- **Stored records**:
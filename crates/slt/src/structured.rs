//! Attribute proxying for structured payloads, via a reflection adapter
//! supplied per type instead of runtime reflection (design notes §9: "an
//! integer-valued leaf behaves as an integer, a struct-valued tracked
//! exposes its fields"; "reflection is not required at runtime if
//! adapters are generated per type at build time").
//!
//! Grounded on `rosslt/tracked.py`'s `__getattr__`/`__setattr__`: reading a
//! field mints (or reuses) a child [`Location`] named by the field and
//! returns a cached `Tracked` wrapper; writing one either overlays an
//! already-`Tracked` value's location or mints a fresh child and consults
//! any pending force override. The per-field memo the Python original
//! keeps on `Location.ref` lives here instead, on the wrapper itself (see
//! the design notes' remark on attribute-access memoization), and is
//! dropped whenever the struct is deep-copied.

use std::cell::RefCell;
use std::rc::Rc;

use indexmap::IndexMap;

use crate::error::{Result, SltError};
use crate::location::{Location, LocationRef};
use crate::location_manager::LocationManager;
use crate::tracked::{infer_numeric_kind, Tracked};
use crate::value::Scalar;

/// A reflection adapter a structured payload type supplies so
/// [`TrackedStruct`] can proxy field access without runtime reflection.
/// Implement this once per payload type (by hand, or via a derive macro a
/// downstream crate could add) the way the Python original's duck typing
/// enumerates `__dict__` implicitly.
pub trait FieldAdapter {
    /// The fields this type exposes for attribute proxying, in a stable
    /// order (used only for enumeration; `get_field`/`set_field` are
    /// still looked up by name).
    fn field_names() -> &'static [&'static str];

    /// Reads `name` as a [`Scalar`]. Returns `None` for fields this
    /// adapter does not expose (never reached through
    /// [`TrackedStruct::get`]/`set`, which only use names from
    /// [`FieldAdapter::field_names`]).
    fn get_field(&self, name: &str) -> Option<Scalar>;

    /// Writes `value` into `name`.
    ///
    /// # Errors
    /// Returns [`crate::error::SltError::TypeAssertionRejected`] if the
    /// underlying field enforces a native type the incoming `value`
    /// doesn't satisfy (the analogue of the Python original's
    /// `AssertionError` from a ROS message's generated setter).
    fn set_field(&mut self, name: &str, value: Scalar) -> Result<()>;
}

/// Wraps a [`FieldAdapter`]-implementing payload, proxying its fields as
/// individually tracked children.
#[derive(Debug)]
pub struct TrackedStruct<S> {
    data: S,
    location: LocationRef,
    manager: Option<Rc<RefCell<LocationManager>>>,
    cache: RefCell<IndexMap<String, Tracked>>,
}

impl<S: FieldAdapter> TrackedStruct<S> {
    #[must_use]
    pub fn new(data: S) -> Self {
        Self { data, location: Location::new_ref(String::new(), -1), manager: None, cache: RefCell::new(IndexMap::new()) }
    }

    #[must_use]
    pub fn with_location(data: S, location: LocationRef, manager: Option<Rc<RefCell<LocationManager>>>) -> Self {
        Self { data, location, manager, cache: RefCell::new(IndexMap::new()) }
    }

    #[must_use]
    pub fn location(&self) -> &LocationRef {
        &self.location
    }

    #[must_use]
    pub fn data(&self) -> &S {
        &self.data
    }

    /// Reads field `name` as a `Tracked` child, minting its child
    /// location on first access and memoizing the wrapper for subsequent
    /// reads (the attribute-access memoization design note).
    #[must_use]
    pub fn get(&self, name: &str) -> Tracked {
        if let Some(cached) = self.cache.borrow().get(name) {
            return cached.clone();
        }
        let child = self.location.borrow_mut().content_get_or_default(name);
        if let Some(mgr) = &self.manager {
            Location::register(&child, &mut mgr.borrow_mut());
        }
        let raw = self.data.get_field(name).unwrap_or(Scalar::Int32(0));
        let kind = infer_numeric_kind(&raw);
        let read = child.borrow_mut().read_scalar(raw, kind);
        let tracked = Tracked::with_location(read, child, self.manager.clone());
        self.cache.borrow_mut().insert(name.to_owned(), tracked.clone());
        tracked
    }

    /// Writes `value` (already `Tracked`) into field `name`, overlaying
    /// its location onto the child slot rather than minting a new one —
    /// `_update_location`'s behavior for an already-tracked assignment.
    pub fn set_tracked(&mut self, name: &str, value: Tracked) -> Result<()> {
        let copied = value.location().borrow().copy(true, true, true);
        self.location.borrow_mut().content_add(name.to_owned(), Rc::new(RefCell::new(copied)));
        let outcome = self.data.set_field(name, value.raw());
        self.cache.borrow_mut().insert(name.to_owned(), value);
        outcome
    }

    /// Writes a raw (not yet tracked) `value` into field `name`, minting a
    /// fresh child location, consulting its pending force override (if
    /// any) before the write, and absorbing a
    /// [`crate::error::SltError::TypeAssertionRejected`] by keeping the
    /// scalar and its independent location rather than propagating the
    /// error — §4.3's type-assertion-rejection fallback. Returns the
    /// resulting `Tracked` child either way.
    pub fn set(&mut self, name: &str, value: Scalar) -> Tracked {
        let child = self.location.borrow_mut().content_get_or_default(name);
        if let Some(mgr) = &self.manager {
            Location::register(&child, &mut mgr.borrow_mut());
        }
        let kind = infer_numeric_kind(&value);
        let resolved = child.borrow_mut().read_scalar(value, kind);
        let tracked = Tracked::with_location(resolved, child, self.manager.clone());
        let _ = self.data.set_field(name, tracked.raw());
        self.cache.borrow_mut().insert(name.to_owned(), tracked.clone());
        tracked
    }

    /// Clears the per-field memoization cache. Callers performing a deep
    /// copy of the underlying payload should call this on the copy so
    /// stale cached children don't outlive the data they were read from.
    pub fn clear_cache(&mut self) {
        self.cache.borrow_mut().clear();
    }
}

#[cfg(test)]
mod tests {
    use super::*;
    use crate::config::{with_config, Config};

    #[derive(Debug, Clone, Default)]
    struct Vec3 {
        x: f64,
        y: f64,
        z: f64,
    }

    impl FieldAdapter for Vec3 {
        fn field_names() -> &'static [&'static str] {
            &["x", "y", "z"]
        }

        fn get_field(&self, name: &str) -> Option<Scalar> {
            match name {
                "x" => Some(Scalar::Float(self.x)),
                "y" => Some(Scalar::Float(self.y)),
                "z" => Some(Scalar::Float(self.z)),
                _ => None,
            }
        }

        fn set_field(&mut self, name: &str, value: Scalar) -> Result<()> {
            let v = value.as_f64().ok_or(SltError::TypeAssertionRejected)?;
            match name {
                "x" => self.x = v,
                "y" => self.y = v,
                "z" => self.z = v,
                _ => return Err(SltError::Schema(format!("no such field: {name}"))),
            }
            Ok(())
        }
    }

    #[test]
    fn scenario_nested_struct_sixteen_random_mixed_ops_per_field() {
        with_config(Config { expr_chain: true, ..Config::default() }, || {
            let wrapper = TrackedStruct::new(Vec3 { x: 5.0, y: 5.0, z: 5.0 });
            for field in Vec3::field_names() {
                let mut rng = crate::util::seeded_rng(1234);
                let mut current = wrapper.get(field);
                for i in 0..16 {
                    current = crate::util::apply_random(&current, &mut rng, Scalar::Float(f64::from(i % 4) + 1.0), true).unwrap();
                }
                let original = current.get_original().unwrap();
                let Scalar::Float(original) = original else { panic!("expected float") };
                assert!((original - 5.0).abs() < 1e-2, "field {field} original was {original}");
            }
        });
    }

    #[test]
    fn attribute_read_memoizes_the_same_tracked_child() {
        let wrapper = TrackedStruct::new(Vec3::default());
        let first = wrapper.get("x");
        let second = wrapper.get("x");
        assert!(Rc::ptr_eq(first.location(), second.location()));
    }
}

- **Directions**:
Your task is to restate every record word for word.

- **Response area**:
filename crates/slt/src/structured.rs
//! Attribute proxying for structured payloads, via a reflection adapter
//! supplied per type instead of runtime reflection (design notes §9: "an
//! integer-valued leaf behaves as an integer, a struct-valued tracked
//! exposes its fields"; "reflection is not required at runtime if
//! adapters are generated per type at build time").
//!
//! Grounded on `rosslt/tracked.py`'s `__getattr__`/`__setattr__`: reading a
//! field mints (or reuses) a child [`Location`] named by the field and
//! returns a cached `Tracked` wrapper; writing one either overlays an
//! already-`Tracked` value's location or mints a fresh child and consults
//! any pending force override. The per-field memo the Python original
//! keeps on `Location.ref` lives here instead, on the wrapper itself (see
//! the design notes' remark on attribute-access memoization), and is
//! dropped whenever the struct is deep-copied.

use std::cell::RefCell;
use std::rc::Rc;

use indexmap::IndexMap;

use crate::error::{Result, SltError};
use crate::location::{Location, LocationRef};
use crate::location_manager::LocationManager;
use crate::tracked::{infer_numeric_kind, Tracked};
use crate::value::Scalar;

/// A reflection adapter a structured payload type supplies so
/// [`TrackedStruct`] can proxy field access without runtime reflection.
/// Implement this once per payload type (by hand, or via a derive macro a
/// downstream crate could add) the way the Python original's duck typing
/// enumerates `__dict__` implicitly.
pub trait FieldAdapter {
    /// The fields this type exposes for attribute proxying, in a stable
    /// order (used only for enumeration; `get_field`/`set_field` are
    /// still looked up by name).
    fn field_names() -> &'static [&'static str];

    /// Reads `name` as a [`Scalar`]. Returns `None` for fields this
    /// adapter does not expose (never reached through
    /// [`TrackedStruct::get`]/`set`, which only use names from
    /// [`FieldAdapter::field_names`]).
    fn get_field(&self, name: &str) -> Option<Scalar>;

    /// Writes `value` into `name`.
    ///
    /// # Errors
    /// Returns [`crate::error::SltError::TypeAssertionRejected`] if the
    /// underlying field enforces a native type the incoming `value`
    /// doesn't satisfy (the analogue of the Python original's
    /// `AssertionError` from a ROS message's generated setter).
    fn set_field(&mut self, name: &str, value: Scalar) -> Result<()>;
}

/// Wraps a [`FieldAdapter`]-implementing payload, proxying its fields as
/// individually tracked children.
#[derive(Debug)]
pub struct TrackedStruct<S> {
    data: S,
    location: LocationRef,
    manager: Option<Rc<RefCell<LocationManager>>>,
    cache: RefCell<IndexMap<String, Tracked>>,
}

impl<S: FieldAdapter> TrackedStruct<S> {
    #[must_use]
    pub fn new(data: S) -> Self {
        Self { data, location: Location::new_ref(String::new(), -1), manager: None, cache: RefCell::new(IndexMap::new()) }
    }

    #[must_use]
    pub fn with_location(data: S, location: LocationRef, manager: Option<Rc<RefCell<LocationManager>>>) -> Self {
        Self { data, location, manager, cache: RefCell::new(IndexMap::new()) }
    }

    #[must_use]
    pub fn location(&self) -> &LocationRef {
        &self.location
    }

    #[must_use]
    pub fn data(&self) -> &S {
        &self.data
    }

    /// Reads field `name` as a `Tracked` child, minting its child
    /// location on first access and memoizing the wrapper for subsequent
    /// reads (the attribute-access memoization design note).
    #[must_use]
    pub fn get(&self, name: &str) -> Tracked {
        if let Some(cached) = self.cache.borrow().get(name) {
            return cached.clone();
        }
        let child = self.location.borrow_mut().content_get_or_default(name);
        if let Some(mgr) = &self.manager {
            Location::register(&child, &mut mgr.borrow_mut());
        }
        let raw = self.data.get_field(name).unwrap_or(Scalar::Int32(0));
        let kind = infer_numeric_kind(&raw);
        let read = child.borrow_mut().read_scalar(raw, kind);
        let tracked = Tracked::with_location(read, child, self.manager.clone());
        self.cache.borrow_mut().insert(name.to_owned(), tracked.clone());
        tracked
    }

    /// Writes `value` (already `Tracked`) into field `name`, overlaying
    /// its location onto the child slot rather than minting a new one —
    /// `_update_location`'s behavior for an already-tracked assignment.
    pub fn set_tracked(&mut self, name: &str, value: Tracked) -> Result<()> {
        let copied = value.location().borrow().copy(true, true, true);
        self.location.borrow_mut().content_add(name.to_owned(), Rc::new(RefCell::new(copied)));
        let outcome = self.data.set_field(name, value.raw());
        self.cache.borrow_mut().insert(name.to_owned(), value);
        outcome
    }

    /// Writes a raw (not yet tracked) `value` into field `name`, minting a
    /// fresh child location, consulting its pending force override (if
    /// any) before the write, and absorbing a
    /// [`crate::error::SltError::TypeAssertionRejected`] by keeping the
    /// scalar and its independent location rather than propagating the
    /// error — §4.3's type-assertion-rejection fallback. Returns the
    /// resulting `Tracked` child either way.
    pub fn set(&mut self, name: &str, value: Scalar) -> Tracked {
        let child = self.location.borrow_mut().content_get_or_default(name);
        if let Some(mgr) = &self.manager {
            Location::register(&child, &mut mgr.borrow_mut());
        }
        let kind = infer_numeric_kind(&value);
        let resolved = child.borrow_mut().read_scalar(value, kind);
        let tracked = Tracked::with_location(resolved, child, self.manager.clone());
        let _ = self.data.set_field(name, tracked.raw());
        self.cache.borrow_mut().insert(name.to_owned(), tracked.clone());
        tracked
    }

    /// Clears the per-field memoization cache. Callers performing a deep
    /// copy of the underlying payload should call this on the copy so
    /// stale cached children don't outlive the data they were read from.
    pub fn clear_cache(&mut self) {
        self.cache.borrow_mut().clear();
    }
}

#[cfg(test)]
mod tests {
    use super::*;
    use crate::config::{with_config, Config};

    #[derive(Debug, Clone, Default)]
    struct Vec3 {
        x: f64,
        y: f64,
        z: f64,
    }

    impl FieldAdapter for Vec3 {
        fn field_names() -> &'static [&'static str] {
            &["x", "y", "z"]
        }

        fn get_field(&self, name: &str) -> Option<Scalar> {
            match name {
                "x" => Some(Scalar::Float(self.x)),
                "y" => Some(Scalar::Float(self.y)),
                "z" => Some(Scalar::Float(self.z)),
                _ => None,
            }
        }

        fn set_field(&mut self, name: &str, value: Scalar) -> Result<()> {
            let v = value.as_f64().ok_or(SltError::TypeAssertionRejected)?;
            match name {
                "x" => self.x = v,
                "y" => self.y = v,
                "z" => self.z = v,
                _ => return Err(SltError::Schema(format!("no such field: {name}"))),
            }
            Ok(())
        }
    }

    #[test]
    fn scenario_nested_struct_sixteen_random_mixed_ops_per_field() {
        with_config(Config { expr_chain: true, ..Config::default() }, || {
            let wrapper = TrackedStruct::new(Vec3 { x: 5.0, y: 5.0, z: 5.0 });
            for field in Vec3::field_names() {
                let mut rng = crate::util::seeded_rng(1234);
                let mut current = wrapper.get(field);
                for i in 0..16 {
                    current = crate::util::apply_random(&current, &mut rng, Scalar::Float(f64::from(i % 4) + 1.0), true).unwrap();
                }
                let original = current.get_original().unwrap();
                let Scalar::Float(original) = original else { panic!("expected float") };
                assert!((original - 5.0).abs() < 1e-2, "field {field} original was {original}");
            }
        });
    }

    #[test]
    fn attribute_read_memoizes_the_same_tracked_child() {
        let wrapper = TrackedStruct::new(Vec3::default());
        let first = wrapper.get("x");
        let second = wrapper.get("x");
        assert!(Rc::ptr_eq(first.location(), second.location()));
    }
}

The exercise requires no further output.